• _Exercise details_: Across the material that follows, tally each line in which "peer" occurs, and state the total alone.

• _Exercise input_:
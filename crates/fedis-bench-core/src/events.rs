// crates/fedis-bench-core/src/events.rs
// ============================================================================
// Module: Benchmark Events
// Description: Structured JSON-line events for harness phases.
// Purpose: Trace server lifecycle and measurements without a logging runtime.
// Dependencies: serde, serde_json
// ============================================================================

//! ## Overview
//! Each harness phase emits a [`BenchEvent`] through a [`BenchEventSink`].
//! Sinks serialize one JSON object per line. Emission never fails the run:
//! serialization and write errors are dropped.

// ============================================================================
// SECTION: Imports
// ============================================================================

use std::fs::OpenOptions;
use std::io;
use std::io::Write;
use std::path::Path;
use std::sync::Mutex;
use std::time::SystemTime;
use std::time::UNIX_EPOCH;

use serde::Serialize;

// ============================================================================
// SECTION: Types
// ============================================================================

/// Harness phase an event belongs to.
#[derive(Debug, Clone, Copy, PartialEq, Eq, Serialize)]
#[serde(rename_all = "snake_case")]
pub enum Phase {
    /// Server subprocess spawned.
    ServerStart,
    /// Server accepted its first connection.
    Ready,
    /// Untimed warm-up pass.
    WarmUp,
    /// Timed measurement.
    Measure,
    /// Server teardown.
    Teardown,
    /// Results written to disk.
    Persist,
    /// Regression verdict.
    Gate,
}

/// Workload an event refers to.
#[derive(Debug, Clone, Copy, PartialEq, Eq, Serialize)]
#[serde(rename_all = "snake_case")]
pub enum OperationKind {
    /// Single-connection SET.
    Set,
    /// Single-connection GET.
    Get,
    /// PING latency sampling.
    Ping,
    /// Multi-connection SET.
    ConcurrentSet,
    /// Multi-connection GET.
    ConcurrentGet,
}

/// Harness event payload.
#[derive(Debug, Clone, Serialize)]
pub struct BenchEvent {
    /// Event identifier.
    pub event: &'static str,
    /// Event timestamp (milliseconds since epoch).
    pub timestamp_ms: u128,
    /// Phase the event belongs to.
    pub phase: Phase,
    /// Workload when the event concerns one.
    #[serde(skip_serializing_if = "Option::is_none")]
    pub operation: Option<OperationKind>,
    /// Measured value (ops/sec or milliseconds) when present.
    #[serde(skip_serializing_if = "Option::is_none")]
    pub value: Option<f64>,
    /// Free-form detail.
    #[serde(skip_serializing_if = "Option::is_none")]
    pub message: Option<String>,
}

impl BenchEvent {
    /// Creates an event for `phase` stamped with the current time.
    #[must_use]
    pub fn new(phase: Phase) -> Self {
        Self {
            event: "fedis_bench",
            timestamp_ms: now_ms(),
            phase,
            operation: None,
            value: None,
            message: None,
        }
    }

    /// Attaches the workload.
    #[must_use]
    pub fn operation(mut self, operation: OperationKind) -> Self {
        self.operation = Some(operation);
        self
    }

    /// Attaches a measured value.
    #[must_use]
    pub fn value(mut self, value: f64) -> Self {
        self.value = Some(value);
        self
    }

    /// Attaches a detail message.
    #[must_use]
    pub fn message(mut self, message: impl Into<String>) -> Self {
        self.message = Some(message.into());
        self
    }
}

// ============================================================================
// SECTION: Sinks
// ============================================================================

/// Event sink for harness phases.
pub trait BenchEventSink: Send + Sync {
    /// Records an event.
    fn record(&self, event: &BenchEvent);
}

/// Event sink that logs JSON lines to stderr.
pub struct StderrEventSink;

impl BenchEventSink for StderrEventSink {
    fn record(&self, event: &BenchEvent) {
        if let Ok(payload) = serde_json::to_string(event) {
            let _ = writeln!(io::stderr(), "{payload}");
        }
    }
}

/// Event sink that appends JSON lines to a file.
pub struct FileEventSink {
    /// File handle guarded for concurrent writes.
    file: Mutex<std::fs::File>,
}

impl FileEventSink {
    /// Opens the event log in append mode.
    ///
    /// # Errors
    ///
    /// Returns an error if the file cannot be opened.
    pub fn new(path: &Path) -> io::Result<Self> {
        let file = OpenOptions::new().create(true).append(true).open(path)?;
        Ok(Self {
            file: Mutex::new(file),
        })
    }
}

impl BenchEventSink for FileEventSink {
    fn record(&self, event: &BenchEvent) {
        if let Ok(payload) = serde_json::to_string(event)
            && let Ok(mut file) = self.file.lock()
        {
            let _ = writeln!(file, "{payload}");
            let _ = file.flush();
        }
    }
}

/// No-op event sink.
pub struct NoopEventSink;

impl BenchEventSink for NoopEventSink {
    fn record(&self, _event: &BenchEvent) {}
}

// ============================================================================
// SECTION: Helpers
// ============================================================================

/// Milliseconds since the Unix epoch; zero if the clock is before it.
fn now_ms() -> u128 {
    SystemTime::now().duration_since(UNIX_EPOCH).unwrap_or_default().as_millis()
}

// ============================================================================
// SECTION: Tests
// ============================================================================
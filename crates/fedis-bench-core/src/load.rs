// crates/fedis-bench-core/src/load.rs
// ============================================================================
// Module: Load Generators
// Description: Closed-loop single- and multi-connection throughput loops.
// Purpose: Count completed round trips over a fixed wall-clock duration.
// Dependencies: crate::protocol, crate::transport, serde
// ============================================================================

//! ## Overview
//! Every loop is closed: a request is sent only after the previous response
//! arrived, and loops are bounded by wall-clock duration rather than
//! operation count. The concurrent generator allocates one result slot per
//! worker before spawning and hands each worker exclusive ownership of its
//! slot, so no lock is needed; slots are read only after every worker joined.

// ============================================================================
// SECTION: Imports
// ============================================================================

use std::fmt;
use std::panic;
use std::panic::AssertUnwindSafe;
use std::str::FromStr;
use std::sync::Barrier;
use std::thread;
use std::time::Duration;
use std::time::Instant;

use serde::Deserialize;
use serde::Serialize;

use crate::protocol::WireRequest;
use crate::protocol::get_command;
use crate::protocol::set_command;
use crate::transport::Connector;
use crate::transport::MeasureError;
use crate::transport::Transport;

// ============================================================================
// SECTION: Constants
// ============================================================================

/// Lower bound on elapsed time when converting counts to rates.
pub const MIN_ELAPSED: Duration = Duration::from_millis(1);
/// Key used by single-connection workloads.
pub const SINGLE_KEY: &str = "bench:key";
/// Value written by single-connection SET workloads.
pub const SINGLE_VALUE: &str = "123";
/// Value written by concurrent SET workloads.
pub const CONCURRENT_VALUE: &str = "1";

// ============================================================================
// SECTION: Key Modes
// ============================================================================

/// Key distribution across concurrent workers.
#[derive(Debug, Clone, Copy, PartialEq, Eq, Default, Serialize, Deserialize)]
#[serde(rename_all = "lowercase")]
pub enum KeyMode {
    /// Worker `i` targets `bench:key:{i mod clients}`.
    #[default]
    Sharded,
    /// Every worker targets `bench:key:0`.
    #[serde(rename = "hotkey")]
    HotKey,
}

impl KeyMode {
    /// Returns the stable label for the mode.
    #[must_use]
    pub const fn as_str(self) -> &'static str {
        match self {
            Self::Sharded => "sharded",
            Self::HotKey => "hotkey",
        }
    }

    /// Returns the key worker `index` targets out of `clients` workers.
    #[must_use]
    pub fn key_for(self, index: usize, clients: usize) -> String {
        match self {
            Self::Sharded => format!("bench:key:{}", index % clients.max(1)),
            Self::HotKey => "bench:key:0".to_string(),
        }
    }

    /// Returns the SET request for worker `index`.
    #[must_use]
    pub fn set_payload(self, index: usize, clients: usize) -> WireRequest {
        set_command(&self.key_for(index, clients), CONCURRENT_VALUE)
    }

    /// Returns the GET request for worker `index`.
    #[must_use]
    pub fn get_payload(self, index: usize, clients: usize) -> WireRequest {
        get_command(&self.key_for(index, clients))
    }
}

impl fmt::Display for KeyMode {
    fn fmt(&self, f: &mut fmt::Formatter<'_>) -> fmt::Result {
        f.write_str(self.as_str())
    }
}

impl FromStr for KeyMode {
    type Err = String;

    fn from_str(value: &str) -> Result<Self, Self::Err> {
        match value.trim().to_ascii_lowercase().as_str() {
            "sharded" => Ok(Self::Sharded),
            "hotkey" | "hot-key" | "hot_key" => Ok(Self::HotKey),
            other => Err(format!("unknown benchmark mode `{other}` (expected sharded or hotkey)")),
        }
    }
}

// ============================================================================
// SECTION: Single Connection
// ============================================================================

/// Sends `payload` in a closed loop for `duration`; returns operations per second.
///
/// # Errors
///
/// Returns [`MeasureError`] on the first failed round trip.
pub fn run_single<T: Transport + ?Sized>(
    transport: &mut T,
    payload: &[u8],
    duration: Duration,
) -> Result<f64, MeasureError> {
    let started = Instant::now();
    let count = closed_loop(transport, payload, duration, started)?;
    Ok(ops_per_second(count, started.elapsed()))
}

/// Converts a completed-operation count into a rate.
#[must_use]
pub fn ops_per_second(count: u64, elapsed: Duration) -> f64 {
    #[allow(clippy::cast_precision_loss, reason = "operation counts stay far below 2^52")]
    let count = count as f64;
    count / elapsed.max(MIN_ELAPSED).as_secs_f64()
}

/// Round-trips until `duration` has elapsed since `started`.
fn closed_loop<T: Transport + ?Sized>(
    transport: &mut T,
    payload: &[u8],
    duration: Duration,
    started: Instant,
) -> Result<u64, MeasureError> {
    let mut count = 0u64;
    while started.elapsed() < duration {
        transport.round_trip(payload)?;
        count = count.saturating_add(1);
    }
    Ok(count)
}

// ============================================================================
// SECTION: Concurrent
// ============================================================================

/// Outcome of one concurrent measurement.
#[derive(Debug, Clone, PartialEq)]
pub struct ConcurrentRun {
    /// Summed operations divided by cohort elapsed time.
    pub ops_per_sec: f64,
    /// Summed operations across workers.
    pub total_ops: u64,
    /// Operations completed by each worker, by index.
    pub per_worker: Vec<u64>,
    /// Wall time from before the first spawn to after the last join.
    pub elapsed: Duration,
}

/// Runs `clients` closed-loop workers in parallel for `duration`.
///
/// Each worker opens its own connection and computes its own payload via
/// `payload_factory(index)`. Workers connect first, meet at a start barrier,
/// then loop independently. A worker that panics before the barrier still
/// releases it, so the cohort never waits on a dead peer.
///
/// # Errors
///
/// Returns [`MeasureError`] when `clients` is zero, a worker fails to connect
/// or round-trip, or a worker panics. Every worker is joined first.
pub fn run_concurrent<C, F>(
    connector: &C,
    payload_factory: F,
    clients: usize,
    duration: Duration,
) -> Result<ConcurrentRun, MeasureError>
where
    C: Connector,
    F: Fn(usize) -> WireRequest + Sync,
{
    if clients == 0 {
        return Err(MeasureError::InvalidPlan("client count must be at least 1".to_string()));
    }
    let mut slots = vec![0u64; clients];
    let barrier = Barrier::new(clients);
    let started = Instant::now();
    let outcomes: Vec<Result<(), MeasureError>> = thread::scope(|scope| {
        let handles: Vec<_> = slots
            .iter_mut()
            .enumerate()
            .map(|(index, slot)| {
                let barrier = &barrier;
                let payload_factory = &payload_factory;
                scope.spawn(move || -> Result<(), MeasureError> {
                    let prepared =
                        panic::catch_unwind(AssertUnwindSafe(|| {
                            (payload_factory(index), connector.connect())
                        }));
                    // Every worker reaches the barrier, even one that panicked while preparing.
                    barrier.wait();
                    let (payload, connected) = prepared.unwrap_or_else(|payload| panic::resume_unwind(payload));
                    let mut transport = connected?;
                    let started = Instant::now();
                    *slot = closed_loop(&mut transport, payload.as_bytes(), duration, started)?;
                    Ok(())
                })
            })
            .collect();
        handles
            .into_iter()
            .enumerate()
            .map(|(index, handle)| {
                handle.join().unwrap_or(Err(MeasureError::WorkerPanicked {
                    index,
                }))
            })
            .collect()
    });
    let elapsed = started.elapsed();
    for outcome in outcomes {
        outcome?;
    }
    let total_ops = slots.iter().fold(0u64, |acc, count| acc.saturating_add(*count));
    Ok(ConcurrentRun {
        ops_per_sec: ops_per_second(total_ops, elapsed),
        total_ops,
        per_worker: slots,
        elapsed,
    })
}

// ============================================================================
// SECTION: Tests
// ============================================================================

#[cfg(test)]
mod tests {
    #![allow(
        clippy::panic,
        clippy::unwrap_used,
        clippy::expect_used,
        reason = "Test fixtures use explicit asserts and unwraps for clarity."
    )]

    use std::sync::atomic::AtomicUsize;
    use std::sync::atomic::Ordering;
    use std::thread;
    use std::time::Duration;

    use super::KeyMode;
    use super::ops_per_second;
    use super::run_concurrent;
    use super::run_single;
    use crate::transport::Connector;
    use crate::transport::MeasureError;
    use crate::transport::Transport;

    /// Transport that takes a fixed time per round trip.
    struct PacedTransport {
        /// Delay per round trip.
        pace: Duration,
        /// Round trips left before failing; `None` means unlimited.
        budget: Option<usize>,
    }

    impl Transport for PacedTransport {
        fn round_trip(&mut self, _payload: &[u8]) -> Result<(), MeasureError> {
            if let Some(budget) = self.budget.as_mut() {
                if *budget == 0 {
                    return Err(MeasureError::ReadTimeout {
                        timeout_ms: 2_000,
                    });
                }
                *budget -= 1;
            }
            thread::sleep(self.pace);
            Ok(())
        }
    }

    /// Connector handing out paced transports.
    struct PacedConnector {
        /// Delay per round trip.
        pace: Duration,
        /// Connections opened so far.
        opened: AtomicUsize,
        /// Connection index that fails to connect, if any.
        refuse: Option<usize>,
    }

    impl Connector for PacedConnector {
        type Transport = PacedTransport;

        fn connect(&self) -> Result<PacedTransport, MeasureError> {
            let index = self.opened.fetch_add(1, Ordering::SeqCst);
            if self.refuse == Some(index) {
                return Err(MeasureError::ConnectionFailure("refused".to_string()));
            }
            Ok(PacedTransport {
                pace: self.pace,
                budget: None,
            })
        }
    }

    #[test]
    fn key_modes_shard_or_share() {
        assert_eq!(KeyMode::Sharded.key_for(17, 16), "bench:key:1");
        assert_eq!(KeyMode::HotKey.key_for(17, 16), "bench:key:0");
        assert_eq!("HOTKEY".parse::<KeyMode>(), Ok(KeyMode::HotKey));
        assert_eq!(" sharded ".parse::<KeyMode>(), Ok(KeyMode::Sharded));
        assert!("random".parse::<KeyMode>().is_err());
    }

    #[test]
    fn ops_per_second_clamps_tiny_elapsed() {
        assert!((ops_per_second(5, Duration::ZERO) - 5_000.0).abs() < 1e-6);
        assert!((ops_per_second(300, Duration::from_secs(3)) - 100.0).abs() < 1e-9);
    }

    #[test]
    fn single_loop_is_bounded_by_duration() {
        let mut transport = PacedTransport {
            pace: Duration::from_millis(5),
            budget: None,
        };
        let rate = run_single(&mut transport, b"PING", Duration::from_millis(200)).unwrap();
        assert!(rate > 100.0 && rate <= 220.0, "rate {rate}");
    }

    #[test]
    fn single_loop_fails_on_timeout() {
        let mut transport = PacedTransport {
            pace: Duration::ZERO,
            budget: Some(3),
        };
        let result = run_single(&mut transport, b"PING", Duration::from_secs(5));
        assert!(matches!(result, Err(MeasureError::ReadTimeout { .. })));
    }

    #[test]
    fn concurrent_rate_is_sum_over_cohort_time() {
        let connector = PacedConnector {
            pace: Duration::from_millis(10),
            opened: AtomicUsize::new(0),
            refuse: None,
        };
        let clients = 4;
        let duration = Duration::from_millis(500);
        let payload = |index| KeyMode::Sharded.set_payload(index, clients);
        let run = run_concurrent(&connector, payload, clients, duration).unwrap();
        assert_eq!(connector.opened.load(Ordering::SeqCst), clients);
        assert_eq!(run.per_worker.len(), clients);
        assert_eq!(run.total_ops, run.per_worker.iter().sum::<u64>());
        // Each worker completes roughly 50 ops; expect about 4 * 50 / 0.5s.
        let expected = 400.0;
        assert!(
            (run.ops_per_sec - expected).abs() / expected < 0.35,
            "ops/sec {} vs expected {expected}",
            run.ops_per_sec
        );
    }

    #[test]
    fn concurrent_connect_failure_is_reported_after_join() {
        let connector = PacedConnector {
            pace: Duration::from_millis(1),
            opened: AtomicUsize::new(0),
            refuse: Some(2),
        };
        let result = run_concurrent(
            &connector,
            |index| KeyMode::HotKey.get_payload(index, 3),
            3,
            Duration::from_millis(50),
        );
        assert!(matches!(result, Err(MeasureError::ConnectionFailure(_))));
        assert_eq!(connector.opened.load(Ordering::SeqCst), 3);
    }

    #[test]
    fn concurrent_payload_panic_is_reported_without_hanging() {
        let connector = PacedConnector {
            pace: Duration::from_millis(1),
            opened: AtomicUsize::new(0),
            refuse: None,
        };
        let payload = |index| {
            if index == 0 {
                panic!("payload factory failed for worker 0");
            }
            KeyMode::Sharded.set_payload(index, 3)
        };
        let result = run_concurrent(&connector, payload, 3, Duration::from_millis(50));
        assert!(matches!(
            result,
            Err(MeasureError::WorkerPanicked {
                index: 0
            })
        ));
    }

    #[test]
    fn concurrent_rejects_zero_clients() {
        let connector = PacedConnector {
            pace: Duration::ZERO,
            opened: AtomicUsize::new(0),
            refuse: None,
        };
        let payload = |index| KeyMode::Sharded.get_payload(index, 1);
        let result = run_concurrent(&connector, payload, 0, Duration::ZERO);
        assert!(matches!(result, Err(MeasureError::InvalidPlan(_))));
    }
}
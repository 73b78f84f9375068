// crates/fedis-bench-core/tests/common/mod.rs
// =============================================================================
// Module: Bench Core Test Helpers
// Description: In-process fake responder and record fixtures.
// Purpose: Exercise real sockets without spawning a server binary.
// =============================================================================

#![allow(dead_code, reason = "Test helpers are selectively used across suites.")]

use std::io::Read;
use std::io::Write;
use std::net::TcpListener;
use std::net::TcpStream;
use std::sync::Arc;
use std::sync::atomic::AtomicU64;
use std::sync::atomic::Ordering;
use std::thread;

use fedis_bench_core::LatencyDistribution;
use fedis_bench_core::MetricsRecord;
use fedis_bench_core::record::ConcurrentMetrics;
use fedis_bench_core::record::SingleMetrics;

/// Loopback responder answering every received chunk with `+OK\r\n`.
pub struct FakeResponder {
    /// Bound port.
    pub port: u16,
    /// Chunks answered across all connections.
    pub answered: Arc<AtomicU64>,
}

/// Starts a responder that never closes connections.
pub fn spawn_responder() -> std::io::Result<FakeResponder> {
    spawn_responder_with_limit(None)
}

/// Starts a responder that closes each connection after `limit` replies.
pub fn spawn_responder_with_limit(limit: Option<u64>) -> std::io::Result<FakeResponder> {
    let listener = TcpListener::bind("127.0.0.1:0")?;
    let port = listener.local_addr()?.port();
    let answered = Arc::new(AtomicU64::new(0));
    let counter = Arc::clone(&answered);
    thread::spawn(move || {
        for stream in listener.incoming() {
            let Ok(stream) = stream else {
                continue;
            };
            let counter = Arc::clone(&counter);
            thread::spawn(move || serve(stream, &counter, limit));
        }
    });
    Ok(FakeResponder {
        port,
        answered,
    })
}

/// Replies to each chunk until the peer closes or the limit is reached.
fn serve(mut stream: TcpStream, counter: &AtomicU64, limit: Option<u64>) {
    let mut buffer = [0u8; 4096];
    let mut replies = 0u64;
    loop {
        if limit.is_some_and(|limit| replies >= limit) {
            return;
        }
        match stream.read(&mut buffer) {
            Ok(0) | Err(_) => return,
            Ok(_) => {
                // Count before replying so a client never observes a reply the
                // counter has not seen yet.
                counter.fetch_add(1, Ordering::SeqCst);
                replies += 1;
                if stream.write_all(b"+OK\r\n").is_err() {
                    return;
                }
            }
        }
    }
}

/// Builds a metrics record with the given headline values.
pub fn record_with(
    single_set: f64,
    single_get: f64,
    ping_p99: f64,
    concurrent_set: f64,
    concurrent_get: f64,
) -> MetricsRecord {
    MetricsRecord {
        single: SingleMetrics {
            set_ops_sec_median: single_set,
            set_ops_sec_runs: vec![single_set],
            get_ops_sec_median: single_get,
            get_ops_sec_runs: vec![single_get],
            ping_latency_ms: LatencyDistribution {
                p50_ms: ping_p99 / 4.0,
                p95_ms: ping_p99 / 2.0,
                p99_ms: ping_p99,
                avg_ms: ping_p99 / 3.0,
            },
        },
        concurrent: ConcurrentMetrics {
            clients: 16,
            mode: fedis_bench_core::KeyMode::Sharded,
            set_ops_sec_median: concurrent_set,
            set_ops_sec_runs: vec![concurrent_set],
            get_ops_sec_median: concurrent_get,
            get_ops_sec_runs: vec![concurrent_get],
        },
    }
}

• _Exercise solution_: 2